The trade between India and Russia is growing at an astonishing rate, mainly because of the discounts offered by the Russian government on crude oil following the Ukraine war.
Before the whole conflict began, the bilateral trade between Russia and India stood at a mere $8.1 billion, according to the website of the Russian embassy in India.
The ongoing sanctions pose a serious threat to the existing trade, as the insurance companies are mostly controlled by western nations.
It should also be noted that the goods need to be mandatorily insured, and if the Indian companies are unable to find alternative insurance providers, it could lead to a decline in the trade between the two countries.

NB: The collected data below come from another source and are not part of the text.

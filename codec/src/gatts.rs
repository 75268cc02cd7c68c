//! GATT server calls.

use crate::codec::impl_codec;
use crate::command::Request;
use crate::opcode::{opcodes, Opcode};
use crate::primitives::Value;
use crate::types::{HvxType, ServiceType, Uuid};

/// Add a service declaration. Returns the service handle.
#[derive(Debug, Clone, Copy, PartialEq, Eq)]
#[cfg_attr(feature = "defmt", derive(defmt::Format))]
pub struct GattsServiceAdd {
    pub service_type: ServiceType,
    pub uuid: Uuid,
}

impl_codec!(GattsServiceAdd { service_type, uuid });

impl Request for GattsServiceAdd {
    const OPCODE: Opcode = opcodes::GATTS_SERVICE_ADD;
    type Output<'r> = u16;
}

/// Write an attribute value. Returns the number of bytes written.
#[derive(Debug, Clone, Copy, PartialEq, Eq)]
#[cfg_attr(feature = "defmt", derive(defmt::Format))]
pub struct GattsValueSet<'a> {
    pub conn_handle: u16,
    pub handle: u16,
    pub offset: u16,
    pub value: Value<'a>,
}

impl_codec!(GattsValueSet<'a> {
    conn_handle,
    handle,
    offset,
    value,
});

impl Request for GattsValueSet<'_> {
    const OPCODE: Opcode = opcodes::GATTS_VALUE_SET;
    type Output<'r> = u16;
}

/// Read up to `max_len` bytes of an attribute value.
#[derive(Debug, Clone, Copy, PartialEq, Eq)]
#[cfg_attr(feature = "defmt", derive(defmt::Format))]
pub struct GattsValueGet {
    pub conn_handle: u16,
    pub handle: u16,
    pub offset: u16,
    pub max_len: u16,
}

impl_codec!(GattsValueGet {
    conn_handle,
    handle,
    offset,
    max_len,
});

impl Request for GattsValueGet {
    const OPCODE: Opcode = opcodes::GATTS_VALUE_GET;
    type Output<'r> = Value<'r>;
}

/// Notify or indicate an attribute value. Returns the number of bytes sent.
#[derive(Debug, Clone, Copy, PartialEq, Eq)]
#[cfg_attr(feature = "defmt", derive(defmt::Format))]
pub struct GattsHvx<'a> {
    pub conn_handle: u16,
    pub handle: u16,
    pub hvx_type: HvxType,
    pub offset: u16,
    pub data: Value<'a>,
}

impl_codec!(GattsHvx<'a> {
    conn_handle,
    handle,
    hvx_type,
    offset,
    data,
});

impl Request for GattsHvx<'_> {
    const OPCODE: Opcode = opcodes::GATTS_HVX;
    type Output<'r> = u16;
}

/// Indicate that the attribute table changed between `start_handle` and `end_handle`.
#[derive(Debug, Clone, Copy, PartialEq, Eq)]
#[cfg_attr(feature = "defmt", derive(defmt::Format))]
pub struct GattsServiceChanged {
    pub conn_handle: u16,
    pub start_handle: u16,
    pub end_handle: u16,
}

impl_codec!(GattsServiceChanged {
    conn_handle,
    start_handle,
    end_handle,
});

impl Request for GattsServiceChanged {
    const OPCODE: Opcode = opcodes::GATTS_SERVICE_CHANGED;
    type Output<'r> = ();
}
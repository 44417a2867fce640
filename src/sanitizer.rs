use crate::allowlist::AllowListPolicy;
use crate::codec::{encode, Context, EncodedOutput};
use crate::markup::{self, Node};

/// A policy-driven markup sanitizer.
///
/// The sanitizer parses markup into a tree, rewrites the tree against an
/// [`AllowListPolicy`], serializes it back to text, and finally encodes
/// the result for the HTML text context. The rewrite is a pure recursive
/// transform returning a new tree; unaffected subtrees are rebuilt, never
/// mutated in place.
///
/// # Rewrite rules
///
/// - An allowed element is kept; its attributes are filtered to the
///   policy's permitted set for that tag, others dropped silently.
/// - A disallowed element is discarded but its children are re-attached
///   at its position in its parent: content survives, structural wrapping
///   does not, and nothing is auto-closed into sibling content.
/// - Raw-text containers (`script`, `style`) are the exception: their
///   body is executable payload, not reader-facing content, so a
///   disallowed one is dropped wholesale, body included.
/// - Text nodes pass through unchanged into the rebuilt tree.
///
/// # Order of operations
///
/// Sanitize first, encode second. Encoding first would turn permitted
/// tags into inert escaped text and defeat the allow-list; encoding after
/// the rewrite renders any residual reserved character inert, including
/// those inside retained attribute values.
///
/// # Examples
///
/// ```
/// use sink_guard::{AllowListPolicy, Sanitizer};
///
/// let policy = AllowListPolicy::builder()
///     .allow_element("p")
///     .allow_element("strong")
///     .build()
///     .unwrap();
/// let sanitizer = Sanitizer::new(policy);
///
/// let out = sanitizer.sanitize(
///     "You <p>user login</p> is <strong>owasp-user01</strong><script>alert(22)</script>",
/// );
/// assert_eq!(
///     out.as_str(),
///     "You &lt;p&gt;user login&lt;/p&gt; is &lt;strong&gt;owasp-user01&lt;/strong&gt;"
/// );
/// ```
#[derive(Debug, Clone)]
pub struct Sanitizer {
    policy: AllowListPolicy,
}

impl Sanitizer {
    /// Creates a sanitizer over the given policy.
    pub fn new(policy: AllowListPolicy) -> Self {
        Self { policy }
    }

    /// Returns the policy this sanitizer enforces.
    pub fn policy(&self) -> &AllowListPolicy {
        &self.policy
    }

    /// Parses, rewrites and serializes `markup` without the final
    /// encoding step.
    ///
    /// The result contains only policy-approved tags and attributes but
    /// may still carry reserved characters in text content. Callers that
    /// emit it directly must encode it first; [`sanitize`](Self::sanitize)
    /// does exactly that and is the right call for untrusted output.
    pub fn clean(&self, markup: &str) -> String {
        let tree = markup::parse(markup);
        let filtered = self.filter_nodes(tree);
        markup::serialize(&filtered)
    }

    /// Sanitizes `markup` and encodes the result for the HTML text
    /// context.
    ///
    /// Output is a pure function of `(markup, policy)`; no external state
    /// is consulted.
    pub fn sanitize(&self, markup: &str) -> EncodedOutput {
        encode(&self.clean(markup), Context::HtmlText)
    }

    /// Rewrites a forest of nodes against the policy.
    fn filter_nodes(&self, nodes: Vec<Node>) -> Vec<Node> {
        let mut out = Vec::with_capacity(nodes.len());
        for node in nodes {
            match node {
                Node::Text(text) => out.push(Node::Text(text)),
                Node::Element {
                    name,
                    attrs,
                    children,
                } => {
                    if self.policy.allows_element(&name) {
                        let kept_attrs = attrs
                            .into_iter()
                            .filter(|(attr, _)| self.policy.allows_attribute(&name, attr))
                            .collect();
                        out.push(Node::Element {
                            name,
                            attrs: kept_attrs,
                            children: self.filter_nodes(children),
                        });
                    } else if markup::is_raw_text_element(&name) {
                        // Executable payload, dropped with its container.
                    } else {
                        // Unwrap: children take the element's position.
                        out.extend(self.filter_nodes(children));
                    }
                }
            }
        }
        out
    }
}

Why is this move important?
This move can be substantial in challenging the hegemony of western insurance companies. The world trade system is highly monopolised by insurers based out of the countries situated in the western hemisphere
. Post-sanctions, it has become very difficult to get insurance on the goods being imported from Russia, especially crude oil, for which the price is capped at 60 dollars per barrel.
This new consortium might work as an alternative to the western system of operating and might become the go-to option for countries importing goods like fertiliser and crude oil from Russia. This also affirms the position of New Delhi that the current policies were fabricated with India in mind and not just any foreign country.
The step also encourages and supplements the flagship Aatma Nirbhar Bharat project, as preference will be given to general insurers based out of India.
Benefits that India will get after the incorporation of the pool
After the pool is incorporated, the insurance companies in India will finally tap a market that is worth billions of dollars and is only estimated to grow year over year. This will also enhance India’s position as a world leader and help Indian importers bring in Russian fertiliser smoothly.
According to reports, Russia offered a huge discount of 35 dollars per barrel on the pre-war prices. Additionally, the incorporation of the pool will help India mitigate the risks associated with importing crude oil and fertilisers from Russia, which is a major supplier. This will ensure a stable supply of these essential commodities and reduce India’s dependence on other countries.
Which companies will participate in the process?
Government-owned reinsurer GIC Re will assist in creating an INR5 billion (SG$88.7 million) insurance pool to cover India’s imports from Russia, despite its initial reservations. Despite being formally known as the fertiliser pool, it will also be used to cover the risks associated with importing Russian oil and gas, according to Business Standard.
GIC Re will contribute about 40% of the pool, with the remaining insurance coming from a variety of Indian companies, some of which are government-owned.
To conclude The trade between India and Russia is growing rapidly due to the discounts offered by the Russian government on crude oil. However, the ongoing sanctions pose a serious threat to the existing trade, as the insurance companies are mostly controlled by western nations.
This move could challenge the hegemony of western insurance companies and provide an alternative to the western system of operating.
The incorporation of an INR5 billion (SG$88.7 million) insurance pool to cover India’s imports from Russia will enhance India’s position as a world leader and reduce its dependence on other countries. GIC Re will contribute 40% of the pool, with the remaining insurance coming from Indian companies, some of which are government-owned.